The Worldwide Olympic Committee has urged sport federations and organisers to exclude Russian and Belarusian athletes and officers from worldwide occasions following Russia’s invasion of Ukraine.

The IOC additionally withdrew the Olympic Order, its highest award, from all high-ranking Russian officers, together with President Vladimir Putin.

In a press release on Monday, the IOC mentioned its govt board “recommends that Worldwide Sports activities Federations and sports activities occasion organisers not invite or enable the participation of Russian and Belarusian athletes and officers in worldwide competitions”.

If not doable for “organisational or authorized causes”, the IOC known as on sports activities officers to do “every part of their energy” to stop athletes from the 2 nations from participating below the title of Russia or Belarus.
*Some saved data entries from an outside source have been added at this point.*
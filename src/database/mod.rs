//! Primary-store connection management.

pub mod connection;

pub use connection::DatabaseConnection;
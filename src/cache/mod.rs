//! # Read Cache
//!
//! The cache side of the catalog: a fast, disposable, secondary-indexed
//! mirror of product data used only to accelerate reads.
//!
//! ## Failure Model
//!
//! Every [`CacheStore`] method returns a [`CacheError`] instead of raising,
//! and no cache failure may propagate past a call site: callers route
//! failures into [`CacheHealth`] and fall back to the primary store. An
//! order or a product write can never fail because the cache did.
//!
//! ## Modules
//!
//! - [`health`] - the process-wide health flag
//! - [`redis`] - RedisJSON/RediSearch production store
//! - [`memory`] - in-process store with fault injection for tests
//! - [`sync`] - startup reconciliation against the primary store

pub mod health;
pub mod memory;
pub mod redis;
pub mod sync;

use async_trait::async_trait;
use uuid::Uuid;

use crate::models::{Product, ProductFilter};

pub use health::CacheHealth;
pub use memory::MemoryCacheStore;
pub use redis::RedisCacheStore;

/// Failures raised by cache operations. Call sites absorb these into
/// [`CacheHealth`]; they never surface to API callers.
#[derive(Debug, thiserror::Error)]
pub enum CacheError {
    /// The cache backend rejected or failed the operation
    #[error("cache backend error: {0}")]
    Backend(String),

    /// A cache entry could not be serialized or deserialized
    #[error("cache entry could not be encoded: {0}")]
    Serialization(#[from] serde_json::Error),

    /// A search reply did not have the expected shape
    #[error("cache search reply was malformed: {0}")]
    MalformedReply(String),
}

impl From<::redis::RedisError> for CacheError {
    fn from(err: ::redis::RedisError) -> Self {
        CacheError::Backend(err.to_string())
    }
}

/// One page of an indexed cache search
#[derive(Debug, Clone, PartialEq)]
pub struct CacheSearchResult {
    /// Total matches across all pages
    pub total: u64,
    pub products: Vec<Product>,
}

/// Capability interface over the indexed cache: key-value product entries
/// plus a secondary index for filtered search.
#[async_trait]
pub trait CacheStore: Send + Sync {
    /// Liveness probe
    async fn ping(&self) -> Result<(), CacheError>;

    async fn get(&self, product_id: Uuid) -> Result<Option<Product>, CacheError>;

    /// Upsert the serialized product snapshot under its id
    async fn set(&self, product: &Product) -> Result<(), CacheError>;

    async fn delete(&self, product_id: Uuid) -> Result<(), CacheError>;

    /// Whether any product entry exists (namespace probe, not a count)
    async fn has_any_entries(&self) -> Result<bool, CacheError>;

    /// Destroy the entire cache namespace, entries and index alike
    async fn flush_all(&self) -> Result<(), CacheError>;

    /// (Re)create the secondary search index over name/price/tags/category
    async fn create_index(&self) -> Result<(), CacheError>;

    /// Indexed search with offset/limit pagination
    async fn search(
        &self,
        filter: &ProductFilter,
        offset: u64,
        limit: u64,
    ) -> Result<CacheSearchResult, CacheError>;
}
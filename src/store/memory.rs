//! # In-Memory Store
//!
//! An in-process implementation of [`ProductStore`] and [`OrderStore`] with
//! the same observable semantics as the PostgreSQL store. The order unit is
//! made atomic by staging every decrement against a scratch view under one
//! write lock and committing only when all of them fit - a failed decrement
//! leaves nothing applied.
//!
//! Used by the test suites; also a convenient fake for embedding
//! applications.

use std::collections::HashMap;

use async_trait::async_trait;
use chrono::Utc;
use parking_lot::RwLock;
use uuid::Uuid;

use crate::error::StoreError;
use crate::models::product::ProductDraft;
use crate::models::{
    NewOrder, Order, Page, Pagination, Product, ProductFilter, ProductProjection,
};
use crate::store::{OrderStore, ProductStore};

#[derive(Debug, Default)]
struct Inner {
    products: HashMap<Uuid, Product>,
    orders: HashMap<Uuid, Order>,
}

/// In-process primary store
#[derive(Debug, Default)]
pub struct MemoryStore {
    inner: RwLock<Inner>,
}

impl MemoryStore {
    pub fn new() -> Self {
        Self::default()
    }

    fn duplicate_name_error(name: &str) -> StoreError {
        // Mirrors the unique constraint the real schema enforces.
        StoreError::Database(sqlx::Error::Protocol(format!(
            "duplicate key value violates unique constraint on name: {name}"
        )))
    }

    /// Sort like the primary query path: price descending with missing
    /// prices last, then id for a stable order.
    fn sort_for_listing(products: &mut [Product]) {
        products.sort_by(|a, b| {
            let price_a = a.price.unwrap_or(i64::MIN);
            let price_b = b.price.unwrap_or(i64::MIN);
            price_b
                .cmp(&price_a)
                .then_with(|| a.product_id.cmp(&b.product_id))
        });
    }
}

#[async_trait]
impl ProductStore for MemoryStore {
    async fn insert(&self, draft: ProductDraft) -> Result<Product, StoreError> {
        let mut inner = self.inner.write();
        if inner.products.values().any(|p| p.name == draft.name) {
            return Err(Self::duplicate_name_error(&draft.name));
        }

        let now = Utc::now().naive_utc();
        let product = Product {
            product_id: Uuid::new_v4(),
            name: draft.name,
            quantity: draft.quantity,
            category: draft.category,
            tags: draft.tags,
            price: draft.price,
            is_active: draft.is_active,
            vendor: draft.vendor,
            created_at: now,
            updated_at: now,
        };
        inner.products.insert(product.product_id, product.clone());
        Ok(product)
    }

    async fn update(
        &self,
        product_id: Uuid,
        draft: ProductDraft,
    ) -> Result<Option<Product>, StoreError> {
        let mut inner = self.inner.write();
        if inner
            .products
            .values()
            .any(|p| p.product_id != product_id && p.name == draft.name)
        {
            return Err(Self::duplicate_name_error(&draft.name));
        }

        let Some(product) = inner.products.get_mut(&product_id) else {
            return Ok(None);
        };
        product.name = draft.name;
        product.quantity = draft.quantity;
        product.category = draft.category;
        product.tags = draft.tags;
        product.price = draft.price;
        product.is_active = draft.is_active;
        product.vendor = draft.vendor;
        product.updated_at = Utc::now().naive_utc();
        Ok(Some(product.clone()))
    }

    async fn delete(&self, product_id: Uuid) -> Result<Option<Product>, StoreError> {
        Ok(self.inner.write().products.remove(&product_id))
    }

    async fn find_by_id(&self, product_id: Uuid) -> Result<Option<Product>, StoreError> {
        Ok(self.inner.read().products.get(&product_id).cloned())
    }

    async fn find_by_name(&self, name: &str) -> Result<Option<Product>, StoreError> {
        Ok(self
            .inner
            .read()
            .products
            .values()
            .find(|p| p.name == name)
            .cloned())
    }

    async fn fetch_projection(
        &self,
        product_id: Uuid,
    ) -> Result<Option<ProductProjection>, StoreError> {
        Ok(self.inner.read().products.get(&product_id).map(|p| {
            ProductProjection {
                product_id: p.product_id,
                name: p.name.clone(),
                price: p.price,
                is_active: p.is_active,
                quantity: p.quantity,
            }
        }))
    }

    async fn search(
        &self,
        filter: &ProductFilter,
        pagination: Pagination,
    ) -> Result<Page<Product>, StoreError> {
        let (_, page_size) = pagination.resolve();
        let mut matching: Vec<Product> = self
            .inner
            .read()
            .products
            .values()
            .filter(|p| filter.matches(p))
            .cloned()
            .collect();
        Self::sort_for_listing(&mut matching);

        let total = matching.len() as u64;
        let items = matching
            .into_iter()
            .skip(pagination.offset() as usize)
            .take(page_size as usize)
            .collect();
        Ok(Page::new(items, total, pagination))
    }

    async fn all(&self) -> Result<Vec<Product>, StoreError> {
        let mut products: Vec<Product> = self.inner.read().products.values().cloned().collect();
        products.sort_by(|a, b| {
            a.created_at
                .cmp(&b.created_at)
                .then_with(|| a.product_id.cmp(&b.product_id))
        });
        Ok(products)
    }
}

#[async_trait]
impl OrderStore for MemoryStore {
    async fn create_with_decrements(&self, order: NewOrder) -> Result<Order, StoreError> {
        let mut inner = self.inner.write();

        // Stage every decrement first; sibling line items for the same
        // product see each other's staged quantity, exactly as sequential
        // conditional updates inside one transaction would.
        let mut staged: HashMap<Uuid, i64> = HashMap::new();
        for item in &order.line_items {
            let available = match staged.get(&item.product) {
                Some(remaining) => *remaining,
                None => match inner.products.get(&item.product) {
                    Some(product) => product.quantity,
                    None => {
                        return Err(StoreError::InsufficientStock {
                            product_id: item.product,
                            available: 0,
                        })
                    }
                },
            };
            if available < item.ordered_quantity {
                return Err(StoreError::InsufficientStock {
                    product_id: item.product,
                    available,
                });
            }
            staged.insert(item.product, available - item.ordered_quantity);
        }

        let now = Utc::now().naive_utc();
        for (product_id, remaining) in staged {
            if let Some(product) = inner.products.get_mut(&product_id) {
                product.quantity = remaining;
                product.updated_at = now;
            }
        }

        let order = Order {
            order_id: Uuid::new_v4(),
            date: now,
            status: order.status,
            customer: order.customer,
            products: order.line_items,
        };
        inner.orders.insert(order.order_id, order.clone());
        Ok(order)
    }

    async fn find_order(&self, order_id: Uuid) -> Result<Option<Order>, StoreError> {
        Ok(self.inner.read().orders.get(&order_id).cloned())
    }

    async fn list_orders(&self, pagination: Pagination) -> Result<Page<Order>, StoreError> {
        let (_, page_size) = pagination.resolve();
        let mut orders: Vec<Order> = self.inner.read().orders.values().cloned().collect();
        orders.sort_by(|a, b| b.date.cmp(&a.date).then_with(|| a.order_id.cmp(&b.order_id)));

        let total = orders.len() as u64;
        let items = orders
            .into_iter()
            .skip(pagination.offset() as usize)
            .take(page_size as usize)
            .collect();
        Ok(Page::new(items, total, pagination))
    }
}

#[cfg(test)]
mod tests {
    use super::*;
    use crate::models::product::{Category, ProductDraft};
    use crate::models::{OrderLineItem, OrderStatus};

    fn draft(name: &str, quantity: i64, price: i64) -> ProductDraft {
        ProductDraft {
            name: name.to_string(),
            quantity,
            category: Some(Category::Tech),
            tags: vec!["gadget".to_string()],
            price: Some(price),
            is_active: true,
            vendor: None,
        }
    }

    fn line_item(product: &Product, quantity: i64) -> OrderLineItem {
        OrderLineItem {
            product: product.product_id,
            captured_name: product.name.clone(),
            captured_price: product.price.unwrap_or(0),
            ordered_quantity: quantity,
        }
    }

    #[tokio::test]
    async fn insert_rejects_duplicate_names() {
        let store = MemoryStore::new();
        store.insert(draft("gaming mouse", 3, 50)).await.unwrap();
        assert!(store.insert(draft("gaming mouse", 1, 60)).await.is_err());
    }

    #[tokio::test]
    async fn failed_decrement_leaves_nothing_applied() {
        let store = MemoryStore::new();
        let a = store.insert(draft("first widget", 5, 20)).await.unwrap();
        let b = store.insert(draft("second widget", 1, 30)).await.unwrap();

        let result = store
            .create_with_decrements(NewOrder {
                customer: Uuid::new_v4(),
                status: OrderStatus::WaitingDelivery,
                line_items: vec![line_item(&a, 3), line_item(&b, 2)],
            })
            .await;

        assert!(matches!(
            result,
            Err(StoreError::InsufficientStock { available: 1, .. })
        ));
        let a_after = store.find_by_id(a.product_id).await.unwrap().unwrap();
        assert_eq!(a_after.quantity, 5);
        assert_eq!(
            store.list_orders(Pagination::default()).await.unwrap().total_items,
            0
        );
    }

    #[tokio::test]
    async fn duplicate_line_items_share_staged_stock() {
        let store = MemoryStore::new();
        let product = store.insert(draft("usb charger", 5, 20)).await.unwrap();

        let result = store
            .create_with_decrements(NewOrder {
                customer: Uuid::new_v4(),
                status: OrderStatus::WaitingDelivery,
                line_items: vec![line_item(&product, 3), line_item(&product, 3)],
            })
            .await;

        // 3 + 3 > 5: the second sibling sees the staged remainder of 2.
        assert!(matches!(
            result,
            Err(StoreError::InsufficientStock { available: 2, .. })
        ));
        let after = store.find_by_id(product.product_id).await.unwrap().unwrap();
        assert_eq!(after.quantity, 5);
    }

    #[tokio::test]
    async fn search_orders_by_price_descending() {
        let store = MemoryStore::new();
        store.insert(draft("cheap cable", 1, 15)).await.unwrap();
        store.insert(draft("pricey cable", 1, 90)).await.unwrap();

        let page = store
            .search(&ProductFilter::default(), Pagination::default())
            .await
            .unwrap();
        assert_eq!(page.total_items, 2);
        assert_eq!(page.items[0].name, "pricey cable");
    }
}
The Russian Olympic Committee categorically disagreed with the IOC, saying the choice “contradicts each the regulatory paperwork of the IOC and the (Olympic) Constitution”.

“As a primary step, we contemplate it essential to ship requests to worldwide federations for an official response on the standing of Russian athletes and their rights to take part in worldwide competitions as a result of reality that it’s the … federations which have the authority to confess athletes to worldwide competitions within the respective sport,” the ROC mentioned in a press release.

“For its half, the Russian Olympic Committee intends to persistently uphold the rights and pursuits of Russian athletes and supply all vital help to our nationwide federations to problem discriminatory selections of the related worldwide federations.”

The assertion from the IOC comes shortly earlier than the Winter Paralympics, which begins in Beijing on Friday. The Worldwide Paralympic Committee (IPC) will meet on Wednesday to debate Russia earlier than the Video games.

IOC’s assertion ‘falls quick’

Athletes from Ukraine and different nations have urged the IOC and IPC to droop Russia and Belarus and ban their athletes from occasions instantly.

The International Athlete motion, which goals to empower athletes, mentioned the IOC’s assertion “falls quick”.

“The #IOC refuses to completely droop the Russian & Belarus NOC,” it mentioned on Twitter. “The #IPC wants to instantly droop the Russian and Belarus Paralympic Committees @Olympics @Paralympics athletes have seen these PR stunts prior to now.”

The IOC additionally strongly urged federations to make sure that no athlete or sport official from Russia or Belarus can be allowed to participate below the title of Russia or Belarus.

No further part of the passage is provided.